State officials have petitioned Maine’s top court to suspend Hancock County’s elected probate judge from practicing law.
The petition, dated April 1, seeks an immediate interim suspension of William B. Blaisdell IV’s law license. Blaisdell works as a private-practice attorney in addition to his part-time position as an elected probate judge.
The petition makes repeated references to a March 8 contempt of court order filed in Waldo County that sought to compel Blaisdell to pay overdue child support to his ex-wife.
The judge in the divorce matter, Patricia Worth, said that Blaisdell had missed multiple child support payments, failed to comply with several court orders and testified that he had failed to file tax returns for several years.
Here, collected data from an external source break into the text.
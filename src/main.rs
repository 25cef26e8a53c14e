//! Quill crawler main entry point
//!
//! This is the command-line interface for the Quill source crawler.

use clap::{ArgGroup, Parser};
use quill_crawl::config::{load_config_with_hash, Config};
use quill_crawl::output::print_statistics;
use quill_crawl::storage::{open_storage, Storage};
use quill_crawl::CrawlEngine;
use std::path::PathBuf;
use tracing_subscriber::EnvFilter;

/// Quill: a polite source crawler and article finder
///
/// Quill discovers feeds and sitemaps for registered sources, crawls them
/// while respecting robots.txt and per-host delays, and stores the pages
/// that look like articles.
#[derive(Parser, Debug)]
#[command(name = "quill-crawl")]
#[command(version = "1.0.0")]
#[command(about = "A polite source crawler and article finder", long_about = None)]
#[command(group(
    ArgGroup::new("action")
        .args(["add_source", "list_sources", "crawl", "rediscover", "stats", "reset", "deactivate", "dry_run"])
        .multiple(false)
))]
struct Cli {
    /// Path to TOML configuration file
    #[arg(value_name = "CONFIG")]
    config: PathBuf,

    /// Increase logging verbosity (-v, -vv, -vvv)
    #[arg(short, long, action = clap::ArgAction::Count)]
    verbose: u8,

    /// Suppress non-error output
    #[arg(short, long, conflicts_with = "verbose")]
    quiet: bool,

    /// Register a source by its home URL
    #[arg(long, value_name = "URL")]
    add_source: Option<String>,

    /// List registered sources and exit
    #[arg(long)]
    list_sources: bool,

    /// Crawl a single source now, even if inactive
    #[arg(long, value_name = "ID")]
    crawl: Option<i64>,

    /// Re-run feed, sitemap and robots.txt discovery for a source
    #[arg(long, value_name = "ID")]
    rediscover: Option<i64>,

    /// Show crawl statistics for a source and exit
    #[arg(long, value_name = "ID")]
    stats: Option<i64>,

    /// Clear a source's crawl queue so the next crawl reseeds it
    #[arg(long, value_name = "ID")]
    reset: Option<i64>,

    /// Exclude a source from crawl cycles
    #[arg(long, value_name = "ID")]
    deactivate: Option<i64>,

    /// Validate config and show what would be crawled without crawling
    #[arg(long)]
    dry_run: bool,
}

#[tokio::main]
async fn main() -> Result<(), Box<dyn std::error::Error>> {
    let cli = Cli::parse();

    // Setup logging based on verbosity
    setup_logging(cli.verbose, cli.quiet);

    // Load and validate configuration
    tracing::info!("Loading configuration from: {}", cli.config.display());
    let config = match load_config_with_hash(&cli.config) {
        Ok((cfg, hash)) => {
            tracing::info!("Configuration loaded successfully (hash: {})", hash);
            cfg
        }
        Err(e) => {
            tracing::error!("Failed to load configuration: {}", e);
            return Err(e.into());
        }
    };

    if cli.dry_run {
        return handle_dry_run(&config);
    }

    let storage = open_storage(std::path::Path::new(&config.output.database_path))?;
    let mut engine = CrawlEngine::new(config, storage)?;

    if let Some(url) = cli.add_source {
        let id = engine.add_source(&url)?;
        println!("Source {} registered: {}", id, url);
    } else if cli.list_sources {
        handle_list_sources(&engine)?;
    } else if let Some(id) = cli.crawl {
        let result = engine.crawl_source(id).await?;
        print_results(&[result]);
    } else if let Some(id) = cli.rediscover {
        let result = engine.rediscover_source(id).await?;
        println!("Source {} re-discovered as {}", id, result.suggested_type);
        for feed in &result.feeds {
            println!("  feed: {}", feed);
        }
        for (sitemap, kind) in &result.sitemaps {
            println!("  sitemap ({}): {}", kind, sitemap);
        }
    } else if let Some(id) = cli.stats {
        print_statistics(&engine.crawl_stats(id)?);
    } else if let Some(id) = cli.reset {
        let removed = engine.reset_crawl_queue(id)?;
        println!("Source {}: {} queue entries removed", id, removed);
    } else if let Some(id) = cli.deactivate {
        engine.deactivate_source(id)?;
        println!("Source {} deactivated", id);
    } else {
        handle_crawl_cycle(&mut engine).await?;
    }

    Ok(())
}

/// Sets up the logging/tracing subscriber based on verbosity level
fn setup_logging(verbose: u8, quiet: bool) {
    let filter = if quiet {
        // Only show errors
        EnvFilter::new("error")
    } else {
        match verbose {
            0 => EnvFilter::new("quill_crawl=info,warn"),
            1 => EnvFilter::new("quill_crawl=debug,info"),
            2 => EnvFilter::new("quill_crawl=trace,debug"),
            _ => EnvFilter::new("trace"),
        }
    };

    tracing_subscriber::fmt()
        .with_env_filter(filter)
        .with_target(false)
        .with_thread_ids(false)
        .with_file(false)
        .init();
}

/// Handles the --dry-run mode: validates config and shows the settings in effect
fn handle_dry_run(config: &Config) -> Result<(), Box<dyn std::error::Error>> {
    println!("=== Quill Dry Run ===\n");

    println!("Crawler Configuration:");
    println!("  Max depth: {}", config.crawler.max_depth);
    println!("  Max pages per source: {}", config.crawler.max_pages_per_source);
    println!("  Max pages per run: {}", config.crawler.max_pages_per_run);
    println!("  Request delay: {}ms", config.crawler.request_delay_ms);
    println!("  Timeout: {}ms", config.crawler.timeout_ms);
    println!("  Max redirects: {}", config.crawler.max_redirects);
    println!("  Respect robots.txt: {}", config.crawler.respect_robots_txt);

    println!("\nDetector:");
    println!("  Min word count: {}", config.detector.min_word_count);
    println!("  Min confidence: {}", config.detector.min_confidence);
    println!("  Min article words: {}", config.detector.min_article_words);

    println!("\nUser Agent: {}", config.user_agent.header_value());

    println!("\nOutput:");
    println!("  Database: {}", config.output.database_path);

    let path = std::path::Path::new(&config.output.database_path);
    if path.exists() {
        let storage = open_storage(path)?;
        let sources = storage.list_active_sources()?;
        println!("\nActive Sources ({}):", sources.len());
        for source in &sources {
            println!("  - [{}] {} ({})", source.id, source.home_url, source.source_type);
        }
    } else {
        println!("\nDatabase does not exist yet; no sources registered");
    }

    println!("\n✓ Configuration is valid");

    Ok(())
}

/// Handles the --list-sources mode
fn handle_list_sources(engine: &CrawlEngine) -> Result<(), Box<dyn std::error::Error>> {
    let sources = engine.storage().list_sources()?;
    println!("=== Sources ({}) ===\n", sources.len());
    for source in &sources {
        println!(
            "[{}] {} ({}{})",
            source.id,
            source.home_url,
            source.source_type,
            if source.active { "" } else { ", inactive" }
        );
        if let Some(feed) = &source.discovered_feed_url {
            println!("    feed: {}", feed);
        }
        println!(
            "    last crawl: {}",
            source.last_crawl_completed_at.as_deref().unwrap_or("never")
        );
    }
    Ok(())
}

/// Handles the default mode: one crawl cycle over all active sources
async fn handle_crawl_cycle(engine: &mut CrawlEngine) -> Result<(), Box<dyn std::error::Error>> {
    tracing::info!("Starting crawl cycle");
    match engine.run_crawl_cycle().await {
        Ok(results) => {
            print_results(&results);
            tracing::info!("Crawl cycle completed successfully");
            Ok(())
        }
        Err(e) => {
            tracing::error!("Crawl cycle failed: {}", e);
            Err(e.into())
        }
    }
}

fn print_results(results: &[quill_crawl::CrawlResult]) {
    for result in results {
        println!(
            "Source {}: {} pages, {} articles, {} new links, {} errors",
            result.source_id,
            result.pages_processed,
            result.articles_found,
            result.links_discovered,
            result.errors.len()
        );
        for error in &result.errors {
            println!("  ! {}", error);
        }
    }
}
Blaisdell had the assets to pay the overdue child support — including expensive cars and a boat — and his refusal to pay it was harming his children’s best interests, according to Worth. The judge ordered Blaisdell to pay his ex-wife nearly $50,000 in overdue child support and legal costs by March 25 or face 90 days in jail.
Blaisdell paid the money he owed on March 20, avoiding the pending jail sentence.
Attorneys representing the Maine Board of Overseers of the Bar, which regulates the professional conduct of licensed lawyers in the state, say that Blaisdell’s actions that led to the March 8 order demonstrate that he violated bar rules having to do with fairness to an opposing party and general misconduct. With the petition, the board is asking the Maine Supreme Judicial Court to temporarily suspend Blaisdell’s law license.
In addition, the board plans to hold a disciplinary hearing on May 20 to determine whether Blaisdell’s conduct surrounding the overdue child support may constitute other violations of professional rules. The hearing will cover whether Blaisdell broke rules pertaining to diligence, communication, representation and expediting litigation, among other things.
Blaisdell did not respond to a request for comment Tuesday.
If Blaisdell’s law license is suspended, it raises the question of whether he would be allowed to continue serving as Hancock County probate judge. County officials have said they have reciprocal agreements to borrow probate judges from neighboring counties in the event that Blaisdell cannot preside.
Blaisdell, who divorced his ex-wife in 2019, has spent the past decade as Hancock County’s probate judge, a role that oversees matters such as adoption, guardianship, inheritance and name changes.
After first being elected to the post in 2014, he narrowly won re-election in 2018 and then was re-elected without opposition in 2022. He faces re-election in 2026.